2023-04-27T13:37:13.570Z


The past is immovable, but painful memories can be reintegrated into life, in an already digested form, so as not to suffer and to condition the present.


Memories make up a person's identity, their autobiographical thread.

It is memory that allows us to relate the present to the past and project our thoughts and expectations into the future.

Therefore, in the adaptation of the human being to daily life and in decision-making, the perspective of his past experiences is essential.

In turn, forgetting is an involuntary mental action that consists of stopping remembering previously learned information or lived experiences due to the fading of the memory trace over time and the interference of other memories that are acquired more recently.

Furthermore, many people have a special capacity to forget unpleasant events and selectively remember positive ones, which constitutes a survival-type adaptive mechanism.

More information

Mara Dierssen, neurobiologist: "We forget because our memories compete with each other" |

Science

The memories associated with an intense emotion, be it positive or negative, achieve a greater consolidation in memory.

Thus, most people vividly remember certain intense past experiences that have been charged with emotional value.

An adult person remembers their first meeting with their partner with emotion and detail, no matter how much time has elapsed, and has no difficulty in evoking where or who they were with, for example, when the attacks on September 11, 2001 against the Twin Towers in New York.

In fact, a strong emotion is felt when a person recalls from the trunk of his memories events that in a certain way have marked him for life.

However, memory is quite dependent on the current state of mind.

Life is not what is lived, but what is remembered from what is lived (selective memory).

Thus, the existing relationship between affectivity and memory makes it possible to explain why happy or sad past memories can produce joy or sadness in the present, but also why current happiness or sadness can distort the perception of past memories.

Memories associated with an intense emotion, positive or negative, achieve greater consolidation.

However, memory depends a lot on the mood of the moment.

In 'Eternal Sunshine of the Spotless Mind' (2004) Michel Gondry and Charlie Kaufman erase memories, today still science fiction.photo: MPTV.net

The adversities of daily life do not generate disturbing memories because people usually have psychological, family and social resources to deal with them.

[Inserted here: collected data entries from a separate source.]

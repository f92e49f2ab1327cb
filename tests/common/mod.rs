//! Deterministic synthetic price histories shared by the integration tests.

#![allow(dead_code)]

use allocbook::{PriceSeries, Symbol};

/// xorshift64, uniform in [-1, 1).
pub struct Noise(u64);

impl Noise {
    pub fn new(seed: u64) -> Self {
        Self(seed.max(1))
    }

    pub fn next(&mut self) -> f64 {
        self.0 ^= self.0 << 13;
        self.0 ^= self.0 >> 7;
        self.0 ^= self.0 << 17;
        (self.0 >> 11) as f64 / (1u64 << 52) as f64 - 1.0
    }
}

/// One synthetic asset: daily drift and idiosyncratic daily noise amplitude.
#[derive(Clone, Copy, Debug)]
pub struct AssetModel {
    pub name: &'static str,
    pub drift: f64,
    pub noise: f64,
}

pub const fn asset(name: &'static str, drift: f64, noise: f64) -> AssetModel {
    AssetModel { name, drift, noise }
}

/// Four assets with distinct risk/return so every objective has a unique answer.
pub const FOUR: [AssetModel; 4] = [
    asset("BOND", 0.0003, 0.002),
    asset("EQTY", 0.0006, 0.012),
    asset("GOLD", 0.0003, 0.008),
    asset("TECH", 0.0009, 0.020),
];

/// Random walk prices for `assets` over `days`, with a shared market factor.
pub fn history(assets: &[AssetModel], days: usize, seed: u64) -> PriceSeries {
    let mut noise = Noise::new(seed);
    let mut prices: Vec<f64> = vec![100.0; assets.len()];
    let mut series = PriceSeries::new();

    for day in 0..days {
        let market = 0.002 * noise.next();
        for (asset, price) in assets.iter().zip(prices.iter_mut()) {
            if day > 0 {
                *price *= 1.0 + asset.drift + market + asset.noise * noise.next();
            }
            series.push(Symbol::new(asset.name), day as i64, *price);
        }
    }

    series
}

pub fn sym(s: &str) -> Symbol {
    Symbol::new(s)
}
//! Return and covariance estimation for the optimizer.
//!
//! All estimates are annualized from daily simple returns:
//! expected return = mean × periods, covariance = sample covariance × periods.

// ---------------------------------------------------------------------------
// Matrix helpers
// ---------------------------------------------------------------------------

/// Column means of a rectangular matrix (rows = observations).
pub(crate) fn column_means(matrix: &[Vec<f64>]) -> Vec<f64> {
    let Some(first) = matrix.first() else {
        return Vec::new();
    };
    let rows = matrix.len();
    let cols = first.len();

    let mut sums = vec![0.0; cols];
    for row in matrix {
        for (j, v) in row.iter().enumerate() {
            sums[j] += *v;
        }
    }

    sums.into_iter().map(|s| s / rows as f64).collect()
}

/// Sample covariance with an `n - 1` denominator.
pub(crate) fn covariance_matrix(matrix: &[Vec<f64>]) -> Vec<Vec<f64>> {
    let Some(first) = matrix.first() else {
        return Vec::new();
    };
    let rows = matrix.len();
    let cols = first.len();
    let means = column_means(matrix);

    let mut cov = vec![vec![0.0; cols]; cols];

    for row in matrix {
        for i in 0..cols {
            let di = row[i] - means[i];
            for j in i..cols {
                let dj = row[j] - means[j];
                cov[i][j] += di * dj;
            }
        }
    }

    let denom = (rows as f64 - 1.0).max(1.0);
    for i in 0..cols {
        for j in i..cols {
            let v = cov[i][j] / denom;
            cov[i][j] = v;
            cov[j][i] = v;
        }
    }

    cov
}

pub(crate) fn mat_vec_mul(matrix: &[Vec<f64>], vec: &[f64]) -> Vec<f64> {
    matrix
        .iter()
        .map(|row| row.iter().zip(vec).map(|(a, b)| a * b).sum::<f64>())
        .collect()
}

pub(crate) fn dot(a: &[f64], b: &[f64]) -> f64 {
    a.iter().zip(b).map(|(x, y)| x * y).sum()
}

/// `wᵀ Σ w`.
pub(crate) fn quadratic_form(matrix: &[Vec<f64>], w: &[f64]) -> f64 {
    dot(w, &mat_vec_mul(matrix, w))
}

// ---------------------------------------------------------------------------
// Estimates
// ---------------------------------------------------------------------------

/// Annualized expected returns and covariance for one price window.
#[derive(Clone, Debug, PartialEq)]
pub struct Estimates {
    /// Expected annual return per asset.
    pub mu: Vec<f64>,
    /// Annualized sample covariance (unregularized).
    pub cov: Vec<Vec<f64>>,
}

impl Estimates {
    /// Estimate from a matrix of periodic simple returns (rows = periods).
    pub fn from_returns(returns: &[Vec<f64>], periods_per_year: f64) -> Self {
        let mu = column_means(returns)
            .into_iter()
            .map(|m| m * periods_per_year)
            .collect();
        let cov = covariance_matrix(returns)
            .into_iter()
            .map(|row| row.into_iter().map(|c| c * periods_per_year).collect())
            .collect();
        Self { mu, cov }
    }

    pub fn num_assets(&self) -> usize {
        self.mu.len()
    }

    /// Covariance with `ridge · I` added, so the solver sees a positive-definite matrix.
    pub fn regularized_cov(&self, ridge: f64) -> Vec<Vec<f64>> {
        let mut cov = self.cov.clone();
        for (i, row) in cov.iter_mut().enumerate() {
            row[i] += ridge;
        }
        cov
    }
}

/// Per-period returns of a fixed-weight portfolio.
pub fn portfolio_returns(returns: &[Vec<f64>], weights: &[f64]) -> Vec<f64> {
    returns.iter().map(|row| dot(row, weights)).collect()
}
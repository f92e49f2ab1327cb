//! Error types for the rebalancer.

use std::path::PathBuf;

use allocbook::{OptimizeError, Symbol};

/// All errors that can occur during rebalancer operation.
#[derive(Debug, thiserror::Error)]
pub enum Error {
    #[error("invalid target: {0}")]
    InvalidTarget(String),

    #[error("missing price for {}", join_symbols(.0))]
    MissingPrice(Vec<Symbol>),

    #[error("nothing to rebalance: no holdings and an empty target")]
    EmptyPortfolio,

    #[error("invalid input: {0}")]
    InvalidInput(String),

    #[error("config error: {0}")]
    Config(String),

    #[error("failed to read config file {path}: {source}")]
    ConfigRead {
        path: PathBuf,
        source: std::io::Error,
    },

    #[error("failed to parse config: {0}")]
    ConfigParse(#[from] toml::de::Error),

    #[error("failed to read {path}: {source}")]
    Read {
        path: PathBuf,
        source: std::io::Error,
    },

    #[error("failed to parse JSON: {0}")]
    Parse(#[from] serde_json::Error),

    #[error("optimizer error: {0}")]
    Optimize(#[from] OptimizeError),

    #[error("I/O error: {0}")]
    Io(#[from] std::io::Error),
}

impl Error {
    /// True for bad-input errors that produce no plan or allocation.
    pub fn is_precondition(&self) -> bool {
        matches!(
            self,
            Error::InvalidTarget(_)
                | Error::MissingPrice(_)
                | Error::EmptyPortfolio
                | Error::InvalidInput(_)
                | Error::Optimize(OptimizeError::InsufficientData { .. })
        )
    }
}

fn join_symbols(symbols: &[Symbol]) -> String {
    symbols
        .iter()
        .map(|s| s.as_str())
        .collect::<Vec<_>>()
        .join(", ")
}

pub type Result<T> = std::result::Result<T, Error>;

On the contrary, traumatic events (childhood abuse, sexual assault, intimate partner violence) produced by people close to the victim often generate humiliation, helplessness and a broken sense of security.

The result of the person having been violated in their privacy supposes a negative interference in the social and work adaptation to daily life and, what is worse, a loss of trust in human beings.

A traumatic event involves an imbalance in the body's biological homeostasis, an overflow of the person's coping resources and a challenge to cognitive processes, including memory of what happened.

These events can generate vivid memories in the victim that cannot be detached over time and even alter their ability to love and relate to others.

The images of what happened, due to their emotional significance, are burned into the subject's memory.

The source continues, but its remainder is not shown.